Making Parenthood Affordable Again
In the end, while social media may play a part in people's decisions to delay motherhood, "their lived realities are a much bigger deterrent," Grose said.
"I most frequently hear from people who want kids but don't have them that they haven't met the right person, or they feel they can't afford to have children," she told Newsweek.
That speaks to the fundamental question vexing sociologists and fertility experts. Today, American women have around 1.6 children, a number well below the "replacement rate" of 2.1 children that is needed for a population to replace itself from one generation to the next.
Some countries, including the U.S., have tried to provide cash incentives for women to have more babies. Taiwan has spent more than $3 billion on child-rearing initiatives. Russia offers a one-time payment of $7,000 to families with more than two kids. Hungary has $30,000 loans available for newlyweds who can have the debt forgiven if they have three children.
The U.S. introduced it first Child Tax Credit (CTC) in 1997 under President Bill Clinton, initially offering $400 per child. Over time that check has increased in value. Under President George Bush, it went up to $1,000. Under Barack Obama, a lowered income threshold was introduced for refundability up to $3,000. Donald Trump increased the CTC up to $2,000 per child under his first term.
As part of his pandemic relief bill known as the American Rescue Plan Act, Joe Biden brought it up to $3,600 for children under 6 and up to $3,000 for those aged 6 to 17. The credit came back down to $2,000 per child in 2022 after Congress declined to extend it.
Jennifer Glass, a sociology professor at the University of Texas and the executive director of the Council on Contemporary Families, told Newsweek while these payments could "move the needle in a small fashion," cash assistance is not enough to get fertility rates up.
"I don't think you could pay people enough cash to outweigh the quarter of a million dollars that it currently takes to raise a child from birth to age 17 before college on a middle-class salary," she said. "So, that's the crux of the problem. Are you honestly going to create tax credit that for $27,000 a year? Probably not."

But affordability is only one part of the puzzle. Harvard economist Claudia Goldin recently published a study suggesting countries with the greatest decline in fertility are actually those that have seen the most economic growth in recent years, but still have a deeply gender-divided society.
Goldin's December paper found that rapid economic change often challenges strongly-held beliefs that do not change as swiftly as technology and economies do.

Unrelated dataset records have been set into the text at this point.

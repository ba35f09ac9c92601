//! stream/mod.rs
//! Pull-based byte streams and the gzip adapter that transforms them lazily.
//!
//! Design notes:
//! - `ByteSource` is the upstream contract: bounded reads with a deadline and
//!   an explicit closed flag.
//! - `GzipStream` is itself a `ByteSource`, so adapters chain.
//! - `GzipReader` and the chunk iterators bridge to `std::io::Read`.

pub mod source;
pub mod adapter;
pub mod io;

pub use source::*;
pub use adapter::*;
pub use io::*;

That conflict, she wrote, may lead to a bigger gender divide and increasingly rapid reduction in fertility.
A better method, Glass suggested, would be to follow in the footsteps of European countries like Denmark, Finland, Iceland, Norway and Sweden, which have strong social safety nets combined with policies designed to enable mothers to continue working during their child-rearing years. Those help enable couples to have more children because they could go on making more income to offset the rising costs of childcare.

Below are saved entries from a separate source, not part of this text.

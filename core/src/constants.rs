//! constants.rs
//! Sizing defaults and gzip container constants shared across the crate.

/// Output chunk increment used by the processor loop (16 KiB).
/// The output buffer of a `process` call starts at this size and grows by it.
pub const DEFAULT_CHUNK_SIZE: usize = 16 * 1024;

/// Max chunk size sanity bound (32 MiB).
pub const MAX_CHUNK_SIZE: usize = 32 * 1024 * 1024;

/// Default deflate level (zlib `Z_DEFAULT_COMPRESSION` resolves to 6).
pub const DEFAULT_LEVEL: u32 = 6;

/// Highest deflate level accepted by the engine.
pub const MAX_LEVEL: u32 = 9;

/// Base-two log of the LZ77 window (zlib `MAX_WBITS`).
pub const MAX_WBITS: u8 = 15;

/// Upstream pull size used by `drain` and the `Read` bridge when the caller
/// does not choose one.
pub const DEFAULT_READ_SIZE: usize = 16 * 1024;

/// Gzip container constants (RFC 1952).
pub mod gzip {
    /// Member magic `1F 8B`.
    pub const MAGIC: [u8; 2] = [0x1f, 0x8b];
    /// Compression method `08` (deflate).
    pub const METHOD_DEFLATE: u8 = 0x08;
    /// Fixed part of the member header.
    pub const HEADER_LEN: usize = 10;
    /// CRC32 + ISIZE.
    pub const TRAILER_LEN: usize = 8;
    /// Operating system byte written by zlib on Unix hosts.
    pub const OS_UNIX: u8 = 0x03;
    /// Operating system byte for "unknown".
    pub const OS_UNKNOWN: u8 = 0xff;
}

"You probably can't get to more than two children per woman, which is what you would need for replacement fertility, but you might be able to move the needle from 1.6 to 1.8 or 1.9 and that would make a huge difference," Glass said.
"The U.S. baby boom is one of the few examples of a country with a TFR [total fertility rate] less than two that greatly increased," Goldin wrote in her report.
"The baby boom was partly accomplished by glorifying marriage, motherhood, the 'good wife,' and the home. Can a turnaround today be accomplished by glorifying parenthood, especially fatherhood, and changing workplace rules so fathers are not penalized by taking time off and requesting flexible work arrangements?"
She continued: "One thing is clear: unless the negative relationship between income and fertility is reversed, the birth rate will probably not increase."